Find out why teaching Native American units help your kindergarteners and first graders about adaptations and cultures.

One year while planning a Native American unit of study my principal asked a colleague why we were teaching Native Americans.  And to my surprise, she said she didn’t know.  I immediately looked up our standards in Texas and pulled the Science and Social Studies TEKS that our unit would cover.

Basic Needs

The learners will examine evidence that living organisms have basic needs such as food, water, and shelter for animals.

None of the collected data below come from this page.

//! Station and fetch configuration as it appears in the station catalogue.

use std::time::Duration;

use serde::{Deserialize, Serialize};
use weather_common::SpeedUnit;

use crate::retry::RetryPolicy;

/// One physical station and how to reach it.
#[derive(Debug, Clone, PartialEq, Serialize, Deserialize)]
pub struct StationConfig {
    pub id: String,
    pub name: String,
    pub source: SourceConfig,
}

/// Upstream protocol family plus its endpoints.
#[derive(Debug, Clone, PartialEq, Serialize, Deserialize)]
#[serde(tag = "type", rename_all = "snake_case")]
pub enum SourceConfig {
    /// HTML page with label/value table cells.
    TableScrape {
        url: String,
        #[serde(default)]
        labels: TableLabels,
    },

    /// Session cookie then packed hex telemetry.
    SessionBinary {
        session_url: String,
        live_url: String,
        history_url: String,
        #[serde(default = "default_session_cookie")]
        session_cookie: String,
    },

    /// Feature-rich endpoint with a minimal fallback, both POST with an auth header.
    PrimaryFallbackJson {
        primary_url: String,
        fallback_url: String,
        #[serde(default = "default_auth_header")]
        auth_header: String,
        #[serde(default)]
        token: String,
        /// Environment variable that overrides `token` when set.
        #[serde(default)]
        token_env: Option<String>,
    },

    /// Public JSON API keyed by a numeric station id.
    PublicJson { base_url: String, station: u64 },
}

fn default_session_cookie() -> String {
    "PHPSESSID".to_string()
}

fn default_auth_header() -> String {
    "wf-tkn".to_string()
}

/// Cell labels searched for on a table-scrape page (case-insensitive).
#[derive(Debug, Clone, PartialEq, Serialize, Deserialize)]
#[serde(default)]
pub struct TableLabels {
    pub wind_speed: String,
    pub wind_gust: Option<String>,
    pub wind_direction: String,
    pub temperature: String,
    pub pressure: String,
    /// Unit assumed when a speed cell carries none.
    pub speed_unit: SpeedUnit,
}

impl Default for TableLabels {
    fn default() -> Self {
        Self {
            wind_speed: "Wind Speed".to_string(),
            wind_gust: Some("Max Gust".to_string()),
            wind_direction: "Wind Direction".to_string(),
            temperature: "Air Temperature".to_string(),
            pressure: "Pressure".to_string(),
            speed_unit: SpeedUnit::Knots,
        }
    }
}

impl SourceConfig {
    /// Resolve the auth token, preferring the environment.
    ///
    /// Empty values count as unset, so `None` means no usable credential.
    pub fn resolved_token(&self) -> Option<String> {
        match self {
            SourceConfig::PrimaryFallbackJson {
                token, token_env, ..
            } => token_env
                .as_deref()
                .and_then(|var| std::env::var(var).ok())
                .filter(|t| !t.trim().is_empty())
                .or_else(|| Some(token.clone()).filter(|t| !t.trim().is_empty())),
            _ => None,
        }
    }

    /// Token-authenticated source with no usable token.
    pub fn missing_credentials(&self) -> bool {
        matches!(self, SourceConfig::PrimaryFallbackJson { .. }) && self.resolved_token().is_none()
    }
}

/// Network behaviour shared by all adapters.
#[derive(Debug, Clone, PartialEq, Serialize, Deserialize)]
#[serde(default)]
pub struct FetchConfig {
    pub max_attempts: u32,
    pub initial_delay_ms: u64,
    pub backoff_multiplier: f64,
    pub attempt_timeout_ms: u64,
    /// Wait after establishing a session before using it.
    pub session_wait_ms: u64,
    pub user_agent: String,
}

impl Default for FetchConfig {
    fn default() -> Self {
        Self {
            max_attempts: 3,
            initial_delay_ms: 2000,
            backoff_multiplier: 1.5,
            attempt_timeout_ms: 10_000,
            session_wait_ms: 500,
            user_agent: "station-weather/0.1".to_string(),
        }
    }
}

impl FetchConfig {
    pub fn retry_policy(&self) -> RetryPolicy {
        RetryPolicy {
            max_attempts: self.max_attempts,
            initial_delay: Duration::from_millis(self.initial_delay_ms),
            multiplier: self.backoff_multiplier,
            attempt_timeout: Duration::from_millis(self.attempt_timeout_ms),
        }
    }

    pub fn session_wait(&self) -> Duration {
        Duration::from_millis(self.session_wait_ms)
    }

    pub fn build_client(&self) -> reqwest::Result<reqwest::Client> {
        reqwest::Client::builder()
            .user_agent(self.user_agent.clone())
            .connect_timeout(Duration::from_millis(self.attempt_timeout_ms))
            .pool_max_idle_per_host(4)
            .build()
    }
}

Sure, we teach living and nonliving and how many animals and plants meet their needs in our world, but what about humans?  We go to the grocery store, Target, and hire a contractor to build our house…but where does it all come from?  Exploring how Native American Indians met their needs in OUR country before Target came around is discussed (and written about) a lot in this unit.

How We Use Maps

The learners will identify tools that aid in determining location, including maps and globes.

In some kindergarten and first grade classrooms, we don’t use maps or globes nearly enough.  Teaching about different regions of tribes during a Native American unit allows you to not only use a map and refer to it throughout the unit.  But to see how different the regions of our country is.

Adapting to Geographic Locations

The learners will identify how the human characteristics of place such as ways of earning a living, shelter, clothing, food, and activities are based upon geographic location.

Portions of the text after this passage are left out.